_REQUIRED ACTION_
Determine how many lines in the records hold the word "downloading". Return the number alone.

Excerpts from a dataset:
>>>>>

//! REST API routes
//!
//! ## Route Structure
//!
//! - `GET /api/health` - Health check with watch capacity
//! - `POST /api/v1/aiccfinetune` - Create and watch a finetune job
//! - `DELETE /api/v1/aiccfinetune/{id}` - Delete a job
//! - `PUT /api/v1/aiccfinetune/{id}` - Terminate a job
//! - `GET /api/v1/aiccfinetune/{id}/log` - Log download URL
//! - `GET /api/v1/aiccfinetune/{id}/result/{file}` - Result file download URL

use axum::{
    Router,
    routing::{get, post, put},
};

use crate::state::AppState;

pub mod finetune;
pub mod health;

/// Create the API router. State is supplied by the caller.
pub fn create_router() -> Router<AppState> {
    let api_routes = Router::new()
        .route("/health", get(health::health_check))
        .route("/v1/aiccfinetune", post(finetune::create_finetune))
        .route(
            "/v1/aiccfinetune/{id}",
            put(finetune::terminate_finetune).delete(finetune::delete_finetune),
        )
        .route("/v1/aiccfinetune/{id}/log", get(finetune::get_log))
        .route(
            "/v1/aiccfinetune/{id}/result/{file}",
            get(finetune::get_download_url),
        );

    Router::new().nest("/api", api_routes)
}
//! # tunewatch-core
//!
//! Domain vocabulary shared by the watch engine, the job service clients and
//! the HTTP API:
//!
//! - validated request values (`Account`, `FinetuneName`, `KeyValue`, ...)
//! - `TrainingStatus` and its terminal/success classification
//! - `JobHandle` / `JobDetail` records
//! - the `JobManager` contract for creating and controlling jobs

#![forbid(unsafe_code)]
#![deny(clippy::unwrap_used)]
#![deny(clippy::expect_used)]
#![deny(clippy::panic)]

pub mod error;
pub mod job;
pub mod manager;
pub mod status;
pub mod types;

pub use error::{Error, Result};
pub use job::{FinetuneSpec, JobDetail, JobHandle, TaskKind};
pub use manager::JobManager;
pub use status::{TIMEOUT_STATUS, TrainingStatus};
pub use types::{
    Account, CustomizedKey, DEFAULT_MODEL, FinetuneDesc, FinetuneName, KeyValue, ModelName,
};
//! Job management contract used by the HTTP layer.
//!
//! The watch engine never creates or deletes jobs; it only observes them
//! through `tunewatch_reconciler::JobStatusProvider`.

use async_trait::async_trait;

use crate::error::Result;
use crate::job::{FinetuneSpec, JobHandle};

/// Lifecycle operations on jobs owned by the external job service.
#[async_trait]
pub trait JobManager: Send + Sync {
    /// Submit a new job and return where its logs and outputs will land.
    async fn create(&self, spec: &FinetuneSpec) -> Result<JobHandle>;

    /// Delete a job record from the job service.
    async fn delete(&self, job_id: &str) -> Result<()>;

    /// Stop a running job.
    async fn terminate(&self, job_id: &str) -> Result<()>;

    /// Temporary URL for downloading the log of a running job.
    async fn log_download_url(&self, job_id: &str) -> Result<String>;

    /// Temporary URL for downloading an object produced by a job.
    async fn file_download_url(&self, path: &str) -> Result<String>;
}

<<<<<
>>>>>

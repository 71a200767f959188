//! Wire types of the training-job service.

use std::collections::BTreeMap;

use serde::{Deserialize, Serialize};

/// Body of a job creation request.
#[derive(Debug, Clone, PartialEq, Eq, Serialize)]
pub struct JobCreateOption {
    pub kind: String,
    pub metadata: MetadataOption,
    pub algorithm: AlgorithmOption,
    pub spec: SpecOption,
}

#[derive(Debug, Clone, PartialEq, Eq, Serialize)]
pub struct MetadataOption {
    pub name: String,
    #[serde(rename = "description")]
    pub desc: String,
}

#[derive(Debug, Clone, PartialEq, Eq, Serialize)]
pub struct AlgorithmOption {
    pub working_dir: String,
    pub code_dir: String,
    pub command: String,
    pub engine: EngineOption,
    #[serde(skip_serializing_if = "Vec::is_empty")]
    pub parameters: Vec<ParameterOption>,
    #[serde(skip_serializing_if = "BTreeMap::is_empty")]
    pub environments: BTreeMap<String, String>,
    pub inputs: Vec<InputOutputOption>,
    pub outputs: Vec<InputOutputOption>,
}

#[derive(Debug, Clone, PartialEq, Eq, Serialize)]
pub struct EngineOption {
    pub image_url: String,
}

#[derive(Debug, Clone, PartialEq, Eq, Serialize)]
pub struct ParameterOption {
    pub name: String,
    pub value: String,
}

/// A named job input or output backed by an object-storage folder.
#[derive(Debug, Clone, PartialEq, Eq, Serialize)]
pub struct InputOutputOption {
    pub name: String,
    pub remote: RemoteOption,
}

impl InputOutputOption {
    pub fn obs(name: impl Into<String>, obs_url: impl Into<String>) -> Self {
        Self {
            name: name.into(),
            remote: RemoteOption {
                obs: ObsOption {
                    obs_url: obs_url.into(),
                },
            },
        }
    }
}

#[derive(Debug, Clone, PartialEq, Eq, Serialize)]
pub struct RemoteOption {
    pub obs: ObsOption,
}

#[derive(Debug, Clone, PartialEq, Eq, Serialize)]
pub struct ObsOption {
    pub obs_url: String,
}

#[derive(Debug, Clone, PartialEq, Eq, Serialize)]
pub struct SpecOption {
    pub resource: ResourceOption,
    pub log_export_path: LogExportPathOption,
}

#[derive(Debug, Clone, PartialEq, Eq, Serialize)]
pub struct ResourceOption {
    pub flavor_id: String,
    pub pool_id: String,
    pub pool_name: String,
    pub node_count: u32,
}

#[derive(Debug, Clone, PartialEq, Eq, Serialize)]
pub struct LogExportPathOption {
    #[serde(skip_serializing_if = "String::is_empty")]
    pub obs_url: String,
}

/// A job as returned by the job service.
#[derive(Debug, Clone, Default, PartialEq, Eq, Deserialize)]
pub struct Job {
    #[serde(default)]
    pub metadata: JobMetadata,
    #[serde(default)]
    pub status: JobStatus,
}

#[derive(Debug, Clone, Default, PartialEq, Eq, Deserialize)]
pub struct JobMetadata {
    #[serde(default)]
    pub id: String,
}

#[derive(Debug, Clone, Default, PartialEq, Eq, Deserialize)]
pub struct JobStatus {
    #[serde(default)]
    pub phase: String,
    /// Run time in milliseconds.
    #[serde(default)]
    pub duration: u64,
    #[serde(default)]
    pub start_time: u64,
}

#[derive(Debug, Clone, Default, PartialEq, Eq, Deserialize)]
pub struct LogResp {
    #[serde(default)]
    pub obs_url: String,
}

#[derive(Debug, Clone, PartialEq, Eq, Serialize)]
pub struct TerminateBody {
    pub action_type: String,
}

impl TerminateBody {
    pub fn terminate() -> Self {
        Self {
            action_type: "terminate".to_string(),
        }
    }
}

<<<<<
>>>>>

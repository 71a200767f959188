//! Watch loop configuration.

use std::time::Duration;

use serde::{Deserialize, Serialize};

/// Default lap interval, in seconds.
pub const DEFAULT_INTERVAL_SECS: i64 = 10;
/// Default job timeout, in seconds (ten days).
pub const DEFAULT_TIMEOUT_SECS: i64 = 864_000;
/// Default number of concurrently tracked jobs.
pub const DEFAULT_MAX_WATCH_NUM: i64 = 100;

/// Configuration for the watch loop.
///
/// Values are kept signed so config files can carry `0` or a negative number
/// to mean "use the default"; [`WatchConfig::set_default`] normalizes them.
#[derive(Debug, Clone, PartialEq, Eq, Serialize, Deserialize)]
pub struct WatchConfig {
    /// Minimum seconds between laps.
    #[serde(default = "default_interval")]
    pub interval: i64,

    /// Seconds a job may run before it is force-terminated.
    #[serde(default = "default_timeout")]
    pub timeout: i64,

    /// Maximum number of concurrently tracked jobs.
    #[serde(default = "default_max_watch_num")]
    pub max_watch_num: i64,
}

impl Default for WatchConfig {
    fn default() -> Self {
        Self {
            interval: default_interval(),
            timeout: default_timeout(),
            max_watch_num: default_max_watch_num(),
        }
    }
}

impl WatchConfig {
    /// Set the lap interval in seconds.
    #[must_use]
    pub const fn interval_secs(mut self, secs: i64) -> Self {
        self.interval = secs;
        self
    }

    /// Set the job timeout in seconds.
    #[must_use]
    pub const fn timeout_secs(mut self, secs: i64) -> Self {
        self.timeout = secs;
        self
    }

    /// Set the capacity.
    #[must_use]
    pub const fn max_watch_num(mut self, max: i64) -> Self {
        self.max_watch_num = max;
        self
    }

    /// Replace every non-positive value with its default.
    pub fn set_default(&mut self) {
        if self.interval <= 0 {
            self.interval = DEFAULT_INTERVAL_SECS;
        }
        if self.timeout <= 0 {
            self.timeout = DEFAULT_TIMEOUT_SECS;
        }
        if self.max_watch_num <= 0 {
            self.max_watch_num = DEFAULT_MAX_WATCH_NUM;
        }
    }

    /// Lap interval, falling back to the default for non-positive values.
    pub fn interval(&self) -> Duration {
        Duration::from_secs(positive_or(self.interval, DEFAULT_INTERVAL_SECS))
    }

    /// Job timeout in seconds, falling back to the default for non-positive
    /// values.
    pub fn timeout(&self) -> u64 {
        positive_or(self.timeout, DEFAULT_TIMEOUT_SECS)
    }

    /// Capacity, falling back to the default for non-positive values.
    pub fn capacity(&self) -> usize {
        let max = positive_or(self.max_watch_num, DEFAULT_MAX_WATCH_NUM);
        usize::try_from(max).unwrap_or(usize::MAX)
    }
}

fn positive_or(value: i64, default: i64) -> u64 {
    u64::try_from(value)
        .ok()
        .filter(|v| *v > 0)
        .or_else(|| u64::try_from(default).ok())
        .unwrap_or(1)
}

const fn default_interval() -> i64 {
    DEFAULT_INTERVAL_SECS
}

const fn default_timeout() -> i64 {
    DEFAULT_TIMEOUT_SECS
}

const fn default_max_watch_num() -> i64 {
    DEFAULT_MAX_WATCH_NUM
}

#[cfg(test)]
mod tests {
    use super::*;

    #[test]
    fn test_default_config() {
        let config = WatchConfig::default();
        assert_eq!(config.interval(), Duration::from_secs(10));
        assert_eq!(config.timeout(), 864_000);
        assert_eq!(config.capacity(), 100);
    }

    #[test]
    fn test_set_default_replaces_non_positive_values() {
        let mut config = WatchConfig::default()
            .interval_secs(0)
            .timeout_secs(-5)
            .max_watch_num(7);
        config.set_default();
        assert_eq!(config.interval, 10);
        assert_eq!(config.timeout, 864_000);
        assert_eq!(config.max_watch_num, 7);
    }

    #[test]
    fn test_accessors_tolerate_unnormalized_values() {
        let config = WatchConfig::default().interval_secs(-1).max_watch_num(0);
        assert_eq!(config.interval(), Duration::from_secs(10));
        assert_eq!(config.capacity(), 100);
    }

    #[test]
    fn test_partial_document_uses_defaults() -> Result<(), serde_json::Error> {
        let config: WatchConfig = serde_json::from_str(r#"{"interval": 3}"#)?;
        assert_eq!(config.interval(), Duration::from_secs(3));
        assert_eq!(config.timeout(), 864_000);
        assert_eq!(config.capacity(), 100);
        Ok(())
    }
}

<<<<<

_EXERCISE RESPONSE_
2